**Provided data:**
☆ ☆ ☆ ☆ ☆ ☆ ☆

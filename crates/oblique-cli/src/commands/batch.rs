use std::path::PathBuf;
use std::sync::Arc;

use anyhow::{bail, Result};
use clap::Args;
use oblique_core::compute::create_backend;
use oblique_core::pipeline::run_batch;

use super::run::ProcessingArgs;
use crate::interrupt::cancel_on_ctrl_c;
use crate::progress::BarReporter;
use crate::summary::print_batch_summary;

#[derive(Args)]
pub struct BatchArgs {
    /// Acquisition directories, processed in the given order
    #[arg(required = true)]
    pub inputs: Vec<PathBuf>,

    #[command(flatten)]
    pub processing: ProcessingArgs,
}

pub fn run(args: &BatchArgs) -> Result<()> {
    let configs = args
        .inputs
        .iter()
        .map(|input| args.processing.build_config(input))
        .collect::<Result<Vec<_>>>()?;

    // All acquisitions share one device.
    let backend = create_backend(&configs[0].device);
    println!(
        "Processing {} acquisitions on {}",
        configs.len(),
        backend.name()
    );

    let reporter = Arc::new(BarReporter::new()?);
    let cancel = cancel_on_ctrl_c()?;
    let outcomes = run_batch(&configs, backend, reporter, &cancel);
    print_batch_summary(&outcomes, configs.len());

    let failed = outcomes.iter().filter(|o| !o.is_ok()).count();
    if failed > 0 {
        bail!("{failed} of {} acquisitions failed", configs.len());
    }
    Ok(())
}
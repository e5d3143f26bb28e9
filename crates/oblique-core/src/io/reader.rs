use std::path::Path;

use ndarray::{s, Array2};
use tracing::debug;

use crate::calibration::Calibration;
use crate::error::{ObliqueError, Result};
use crate::io::buffer::BufferReader;
use crate::io::imagej::parse_imagej_description;
use crate::pixel::Pixel;
use crate::volume::{Volume, VolumeShape};

/// Read a volume written by [`crate::io::writer`] (or any ImageJ hyperstack
/// TIFF) back into memory together with its calibration.
///
/// Files without an ImageJ description are read as a single (z, y, x) stack.
pub fn read_volume<T: Pixel>(path: &Path) -> Result<(Volume<T>, Calibration)> {
    let mut reader = BufferReader::open(path)?;
    let (height, width) = reader.frame_shape();
    let header = reader
        .description()
        .as_deref()
        .and_then(parse_imagej_description);
    let x_resolution = reader.x_resolution();

    let mut calibration = Calibration::default();
    if let Some(res) = x_resolution {
        calibration.pixel_size_um = 1.0 / res;
    }

    let Some(header) = header else {
        let mut planes: Vec<Array2<T>> = Vec::new();
        while let Some(page) = reader.next_page::<T>()? {
            planes.push(page);
        }
        let shape = VolumeShape::new(1, 1, planes.len(), height, width);
        let mut volume = Volume::<T>::zeros(shape);
        {
            let mut view = volume.view_mut();
            for (z, plane) in planes.iter().enumerate() {
                view.slice_mut(s![0, 0, z, .., ..]).assign(plane);
            }
        }
        debug!(path = %path.display(), shape = %shape, "Read plain TIFF stack");
        return Ok((volume, calibration));
    };

    let shape = VolumeShape::new(header.frames, header.channels, header.slices, height, width);
    if let Some(images) = header.images {
        if images != shape.planes() {
            return Err(ObliqueError::ShapeMismatch {
                path: path.to_path_buf(),
                expected: vec![shape.planes()],
                found: vec![images],
            });
        }
    }

    if let Some(spacing) = header.spacing {
        calibration.z_step_um = spacing;
    }
    if let Some(finterval) = header.finterval {
        calibration.frame_interval_s = finterval;
    }
    calibration.description = header.description.unwrap_or_default();
    calibration.channel_labels = header.labels;
    calibration.metadata = header.info;

    let mut volume = Volume::<T>::zeros(shape);
    {
        let mut view = volume.view_mut();
        // Pages are stored (t, z, c).
        for t in 0..shape.t {
            for z in 0..shape.z {
                for c in 0..shape.c {
                    let page = reader.require_page::<T>(shape.planes())?;
                    view.slice_mut(s![t, c, z, .., ..]).assign(&page);
                }
            }
        }
    }
    debug!(path = %path.display(), shape = %shape, "Read hyperstack");
    Ok((volume, calibration))
}
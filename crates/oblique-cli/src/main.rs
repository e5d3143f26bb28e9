mod commands;
mod interrupt;
mod progress;
mod summary;

use anyhow::Result;
use clap::{Parser, Subcommand};
use tracing_subscriber::EnvFilter;

#[derive(Parser)]
#[command(name = "oblique", about = "Light-sheet oblique acquisition processing tool")]
#[command(version)]
struct Cli {
    /// Enable verbose output
    #[arg(short, long, global = true)]
    verbose: bool,

    #[command(subcommand)]
    command: Commands,
}

#[derive(Subcommand)]
enum Commands {
    /// Show acquisition metadata and derived output shapes
    Info(commands::info::InfoArgs),
    /// Assemble and transform one acquisition
    Run(commands::run::RunArgs),
    /// Process several acquisitions in sequence
    Batch(commands::batch::BatchArgs),
    /// Save a max-intensity projection of a processed volume
    Preview(commands::preview::PreviewArgs),
    /// Print a default pipeline config as TOML
    Config(commands::config::ConfigArgs),
}

fn main() -> Result<()> {
    let cli = Cli::parse();

    let filter = if cli.verbose {
        EnvFilter::new("debug")
    } else {
        EnvFilter::new("warn")
    };
    tracing_subscriber::fmt().with_env_filter(filter).init();

    match &cli.command {
        Commands::Info(args) => commands::info::run(args),
        Commands::Run(args) => commands::run::run(args),
        Commands::Batch(args) => commands::batch::run(args),
        Commands::Preview(args) => commands::preview::run(args),
        Commands::Config(args) => commands::config::run(args),
    }
}
use std::collections::BTreeMap;
use std::fs;
use std::path::Path;

use crate::error::{ObliqueError, Result};

/// Parse sidecar metadata text of `key: value` lines into a map.
///
/// Keys and values are trimmed and the value is everything after the first
/// `": "`. Whitespace-only lines are skipped and a repeated key keeps its last
/// value. Any other line without the separator fails the whole parse.
pub fn parse_metadata(text: &str) -> Result<BTreeMap<String, String>> {
    let mut map = BTreeMap::new();
    for (index, line) in text.lines().enumerate() {
        if line.trim().is_empty() {
            continue;
        }
        let (key, value) =
            line.split_once(": ")
                .ok_or_else(|| ObliqueError::MalformedMetadata {
                    line_number: index + 1,
                    line: line.to_string(),
                })?;
        map.insert(key.trim().to_string(), value.trim().to_string());
    }
    Ok(map)
}

/// Read and parse a metadata file.
pub fn load_metadata(path: &Path) -> Result<BTreeMap<String, String>> {
    let text = fs::read_to_string(path)?;
    parse_metadata(&text)
}
use std::fs::{self, File, OpenOptions};
use std::io::{self, BufWriter, Write};
use std::path::{Path, PathBuf};

use memmap2::MmapMut;
use ndarray::{ArrayView5, ArrayViewD, ArrayViewMut5, Axis, Ix5};
use tracing::{debug, info};

use crate::calibration::Calibration;
use crate::error::{ObliqueError, Result};
use crate::io::imagej::{imagej_description, TiffLayout};
use crate::pixel::Pixel;
use crate::volume::{Volume, VolumeShape};

/// Options for [`allocate_with`].
#[derive(Clone, Debug, Default)]
pub struct WriterOptions {
    /// Write BigTIFF even when classic 32-bit offsets would suffice.
    pub force_bigtiff: bool,
}

/// Path of the marker file that flags `path` as not yet complete.
pub fn incomplete_marker(path: &Path) -> PathBuf {
    let mut name = path.file_name().map(|n| n.to_os_string()).unwrap_or_default();
    name.push(".incomplete");
    path.with_file_name(name)
}

/// Memory-mapped pixel block of an output file.
pub(crate) struct MappedStorage {
    path: PathBuf,
    mmap: MmapMut,
    data_offset: usize,
    data_len: usize,
    timepoint_bytes: usize,
    /// (t, z, c, y, x)
    disk_shape: (usize, usize, usize, usize, usize),
}

impl MappedStorage {
    pub fn path(&self) -> &Path {
        &self.path
    }

    pub fn view<T: Pixel>(&self) -> ArrayView5<'_, T> {
        let bytes = &self.mmap[self.data_offset..self.data_offset + self.data_len];
        let pixels: &[T] = bytemuck::cast_slice(bytes);
        ArrayView5::from_shape(self.disk_shape, pixels)
            .expect("mapped region sized for its shape at allocation")
            .permuted_axes([0, 2, 1, 3, 4])
    }

    pub fn view_mut<T: Pixel>(&mut self) -> ArrayViewMut5<'_, T> {
        let bytes = &mut self.mmap[self.data_offset..self.data_offset + self.data_len];
        let pixels: &mut [T] = bytemuck::cast_slice_mut(bytes);
        ArrayViewMut5::from_shape(self.disk_shape, pixels)
            .expect("mapped region sized for its shape at allocation")
            .permuted_axes([0, 2, 1, 3, 4])
    }

    pub fn flush(&self) -> Result<()> {
        self.mmap
            .flush()
            .map_err(|e| ObliqueError::output(&self.path, e))
    }

    pub fn flush_timepoints(&self, start: usize, end: usize) -> Result<()> {
        if end <= start {
            return Ok(());
        }
        let offset = self.data_offset + start * self.timepoint_bytes;
        let len = (end - start) * self.timepoint_bytes;
        self.mmap
            .flush_range(offset, len)
            .map_err(|e| ObliqueError::output(&self.path, e))
    }

    pub fn finish(self) -> Result<()> {
        self.flush()?;
        let Self { path, mmap, .. } = self;
        drop(mmap);
        let marker = incomplete_marker(&path);
        match fs::remove_file(&marker) {
            Ok(()) => {}
            Err(e) if e.kind() == io::ErrorKind::NotFound => {}
            Err(e) => return Err(ObliqueError::output(marker, e)),
        }
        info!(path = %path.display(), "Output complete");
        Ok(())
    }
}

/// Create a calibrated output file and map it as a writable volume.
///
/// The returned volume reads and writes straight through to disk. It stays
/// flagged incomplete (see [`incomplete_marker`]) until [`Volume::finish`] is
/// called, so a cancelled or crashed run is never mistaken for a full one.
pub fn allocate<T: Pixel>(
    path: &Path,
    shape: VolumeShape,
    calibration: &Calibration,
) -> Result<Volume<T>> {
    allocate_with(path, shape, calibration, &WriterOptions::default())
}

pub fn allocate_with<T: Pixel>(
    path: &Path,
    shape: VolumeShape,
    calibration: &Calibration,
    options: &WriterOptions,
) -> Result<Volume<T>> {
    if shape.is_empty() {
        return Err(ObliqueError::output(
            path,
            io::Error::new(io::ErrorKind::InvalidInput, format!("empty volume {shape}")),
        ));
    }

    let description = imagej_description(shape, calibration);
    let layout = TiffLayout::plan(shape, T::PIXEL_TYPE, &description, options.force_bigtiff);

    let marker = incomplete_marker(path);
    File::create(&marker).map_err(|e| ObliqueError::output(&marker, e))?;

    let file = OpenOptions::new()
        .read(true)
        .write(true)
        .create(true)
        .truncate(true)
        .open(path)
        .map_err(|e| ObliqueError::output(path, e))?;
    {
        let mut writer = BufWriter::new(&file);
        layout
            .write_header(&mut writer, &description, calibration)
            .and_then(|_| writer.flush())
            .map_err(|e| ObliqueError::output(path, e))?;
    }
    file.set_len(layout.file_len())
        .map_err(|e| ObliqueError::output(path, e))?;

    let mmap = unsafe { MmapMut::map_mut(&file) }.map_err(|e| ObliqueError::output(path, e))?;

    info!(
        path = %path.display(),
        shape = %shape,
        pixel_type = %T::PIXEL_TYPE,
        bigtiff = layout.big,
        bytes = layout.file_len(),
        "Allocated output volume"
    );

    Ok(Volume::mapped(MappedStorage {
        path: path.to_path_buf(),
        mmap,
        data_offset: layout.data_offset as usize,
        data_len: layout.data_len() as usize,
        timepoint_bytes: layout.timepoint_bytes() as usize,
        disk_shape: (shape.t, shape.z, shape.c, shape.y, shape.x),
    }))
}

/// Persist a volume to a calibrated TIFF at `path`.
///
/// The (t, c, z, y, x) to (t, z, c, y, x) transposition happens here, while
/// copying into the mapped file. Data is flushed after every timepoint.
pub fn write<T: Pixel>(path: &Path, volume: Volume<T>, calibration: &Calibration) -> Result<PathBuf> {
    write_with(path, volume, calibration, &WriterOptions::default())
}

/// [`write`] with explicit writer options.
///
/// A volume already mapped at `path` is only marked complete. A volume
/// mapped elsewhere is copied, then its own file is marked complete too.
pub fn write_with<T: Pixel>(
    path: &Path,
    volume: Volume<T>,
    calibration: &Calibration,
    options: &WriterOptions,
) -> Result<PathBuf> {
    if volume.path() == Some(path) {
        volume.finish()?;
        return Ok(path.to_path_buf());
    }
    write_view(path, volume.view(), calibration, options)?;
    volume.finish()?;
    Ok(path.to_path_buf())
}

/// Persist an array of rank 3 (z, y, x), 4 (t, z, y, x) or 5 (t, c, z, y, x).
pub fn write_array<T: Pixel>(
    path: &Path,
    data: ArrayViewD<'_, T>,
    calibration: &Calibration,
) -> Result<PathBuf> {
    let view = match data.ndim() {
        3 => data.insert_axis(Axis(0)).insert_axis(Axis(0)),
        4 => data.insert_axis(Axis(1)),
        5 => data,
        ndim => return Err(ObliqueError::UnsupportedShape { ndim }),
    };
    let view = view
        .into_dimensionality::<Ix5>()
        .map_err(|_| ObliqueError::UnsupportedShape { ndim: 5 })?;
    write_view(path, view, calibration, &WriterOptions::default())?;
    Ok(path.to_path_buf())
}

fn write_view<T: Pixel>(
    path: &Path,
    source: ArrayView5<'_, T>,
    calibration: &Calibration,
    options: &WriterOptions,
) -> Result<()> {
    let (t, c, z, y, x) = source.dim();
    let shape = VolumeShape { t, c, z, y, x };
    let mut target = allocate_with::<T>(path, shape, calibration, options)?;
    for (index, timepoint) in source.outer_iter().enumerate() {
        target
            .view_mut()
            .index_axis_mut(Axis(0), index)
            .assign(&timepoint);
        target.flush_timepoints(index, index + 1)?;
        debug!(timepoint = index, "Wrote timepoint");
    }
    target.finish()
}
mod common;

use tempfile::TempDir;

use common::{
    build_acquisition, buffer_name, expected_value, raw_page, write_pages_u16, AcquisitionLayout,
    TIMING_SENTINEL,
};
use oblique_core::acquisition::AcquisitionIndex;
use oblique_core::assemble::{assemble, assemble_buffer, assemble_with, OutputTarget};
use oblique_core::calibration::Calibration;
use oblique_core::io::{allocate, incomplete_marker, read_volume};
use oblique_core::pipeline::{CancellationToken, NoOpReporter};
use oblique_core::{ErrorKind, ObliqueError, PixelType, Volume, VolumeShape};

fn assert_matches_pattern(volume: &Volume<u16>) {
    let view = volume.view();
    for ((t, c, z, y, x), &v) in view.indexed_iter() {
        assert_eq!(v, expected_value(t, c, z, y, x), "at {:?}", (t, c, z, y, x));
    }
    assert!(view.iter().all(|&v| v != TIMING_SENTINEL));
}

#[test]
fn test_assemble_in_memory() {
    let dir = TempDir::new().unwrap();
    build_acquisition(dir.path(), &AcquisitionLayout::default());
    let index = AcquisitionIndex::build(dir.path()).unwrap();

    let volume = assemble::<u16>(&index, OutputTarget::InMemory).unwrap();
    assert_eq!(volume.shape(), VolumeShape::new(4, 1, 5, 20, 6));
    assert!(!volume.is_file_backed());
    assert_matches_pattern(&volume);
}

#[test]
fn test_multi_channel_pages_are_deinterleaved() {
    let dir = TempDir::new().unwrap();
    let layout = AcquisitionLayout {
        channels: vec!["488", "405", "561"],
        slices: 3,
        ..Default::default()
    };
    build_acquisition(dir.path(), &layout);
    let index = AcquisitionIndex::build(dir.path()).unwrap();

    let volume = assemble::<u16>(&index, OutputTarget::InMemory).unwrap();
    assert_eq!(volume.shape().c, 3);
    assert_matches_pattern(&volume);
}

#[test]
fn test_assemble_into_file() {
    let dir = TempDir::new().unwrap();
    let acq = dir.path().join("acq");
    build_acquisition(&acq, &AcquisitionLayout::default());
    let index = AcquisitionIndex::build(&acq).unwrap();

    let path = dir.path().join("raw.tif");
    let target = allocate::<u16>(&path, index.shape(), &Calibration::default()).unwrap();
    let volume = assemble(&index, OutputTarget::File(target)).unwrap();
    assert!(volume.is_file_backed());
    assert!(incomplete_marker(&path).exists());
    assert_matches_pattern(&volume);
    volume.finish().unwrap();
    assert!(!incomplete_marker(&path).exists());

    let (read, _) = read_volume::<u16>(&path).unwrap();
    assert_matches_pattern(&read);
}

#[test]
fn test_file_target_shape_must_match() {
    let dir = TempDir::new().unwrap();
    let acq = dir.path().join("acq");
    build_acquisition(&acq, &AcquisitionLayout::default());
    let index = AcquisitionIndex::build(&acq).unwrap();

    let target = allocate::<u16>(
        &dir.path().join("bad.tif"),
        index.shape().with_t(1),
        &Calibration::default(),
    )
    .unwrap();
    let err = assemble(&index, OutputTarget::File(target)).unwrap_err();
    assert!(matches!(err, ObliqueError::ShapeMismatch { .. }));
}

#[test]
fn test_short_buffer_is_read_error() {
    let dir = TempDir::new().unwrap();
    let layout = AcquisitionLayout::default();
    build_acquisition(dir.path(), &layout);
    // Second buffer is missing its last page.
    let mut pages = Vec::new();
    for t in 0..layout.volumes_per_buffer {
        for z in 0..layout.slices {
            pages.push(raw_page(&layout, 1, t, z, 0));
        }
    }
    pages.pop();
    write_pages_u16(&dir.path().join("data").join(buffer_name(1)), &pages);

    let index = AcquisitionIndex::build(dir.path()).unwrap();
    let err = assemble::<u16>(&index, OutputTarget::InMemory).unwrap_err();
    assert!(matches!(err, ObliqueError::BufferRead { .. }), "{err}");
    assert_eq!(err.kind(), ErrorKind::InputIo);
}

#[test]
fn test_requested_type_must_match() {
    let dir = TempDir::new().unwrap();
    build_acquisition(dir.path(), &AcquisitionLayout::default());
    let index = AcquisitionIndex::build(dir.path()).unwrap();
    let err = assemble::<f32>(&index, OutputTarget::InMemory).unwrap_err();
    assert!(matches!(
        err,
        ObliqueError::DtypeMismatch {
            expected: PixelType::F32,
            found: PixelType::U16,
            ..
        }
    ));
}

#[test]
fn test_assemble_single_buffer() {
    let dir = TempDir::new().unwrap();
    build_acquisition(dir.path(), &AcquisitionLayout::default());
    let index = AcquisitionIndex::build(dir.path()).unwrap();

    let buffer = assemble_buffer::<u16>(&index, 1).unwrap();
    assert_eq!(buffer.shape(), VolumeShape::new(2, 1, 5, 20, 6));
    let view = buffer.view();
    // Buffer 1 holds global timepoints 2 and 3.
    assert_eq!(view[[0, 0, 3, 4, 5]], expected_value(2, 0, 3, 4, 5));
    assert_eq!(view[[1, 0, 0, 0, 0]], expected_value(3, 0, 0, 0, 0));
}

#[test]
fn test_cancellation_between_buffers() {
    let dir = TempDir::new().unwrap();
    build_acquisition(dir.path(), &AcquisitionLayout::default());
    let index = AcquisitionIndex::build(dir.path()).unwrap();

    let cancel = CancellationToken::new();
    cancel.cancel();
    let err = assemble_with::<u16>(&index, OutputTarget::InMemory, &NoOpReporter, &cancel)
        .unwrap_err();
    assert!(matches!(err, ObliqueError::Cancelled { completed: 0, total: 2 }));
    assert_eq!(err.kind(), ErrorKind::Cancelled);
}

☆ ☆ ☆ ☆ ☆ ☆ ☆

**Action item:**
Return only the exact lines from the opening of the records through the line that contains "use tracing::debug;", both included.

**Solution to this problem:**
filename crates/oblique-cli/src/commands/batch.rs
use std::path::PathBuf;
use std::sync::Arc;

use anyhow::{bail, Result};
use clap::Args;
use oblique_core::compute::create_backend;
use oblique_core::pipeline::run_batch;

use super::run::ProcessingArgs;
use crate::interrupt::cancel_on_ctrl_c;
use crate::progress::BarReporter;
use crate::summary::print_batch_summary;

#[derive(Args)]
pub struct BatchArgs {
    /// Acquisition directories, processed in the given order
    #[arg(required = true)]
    pub inputs: Vec<PathBuf>,

    #[command(flatten)]
    pub processing: ProcessingArgs,
}

pub fn run(args: &BatchArgs) -> Result<()> {
    let configs = args
        .inputs
        .iter()
        .map(|input| args.processing.build_config(input))
        .collect::<Result<Vec<_>>>()?;

    // All acquisitions share one device.
    let backend = create_backend(&configs[0].device);
    println!(
        "Processing {} acquisitions on {}",
        configs.len(),
        backend.name()
    );

    let reporter = Arc::new(BarReporter::new()?);
    let cancel = cancel_on_ctrl_c()?;
    let outcomes = run_batch(&configs, backend, reporter, &cancel);
    print_batch_summary(&outcomes, configs.len());

    let failed = outcomes.iter().filter(|o| !o.is_ok()).count();
    if failed > 0 {
        bail!("{failed} of {} acquisitions failed", configs.len());
    }
    Ok(())
}
repository e5d3143f26bb28e9
filename crates/oblique-core/src/io/reader.rs
use std::path::Path;

use ndarray::{s, Array2};
use tracing::debug;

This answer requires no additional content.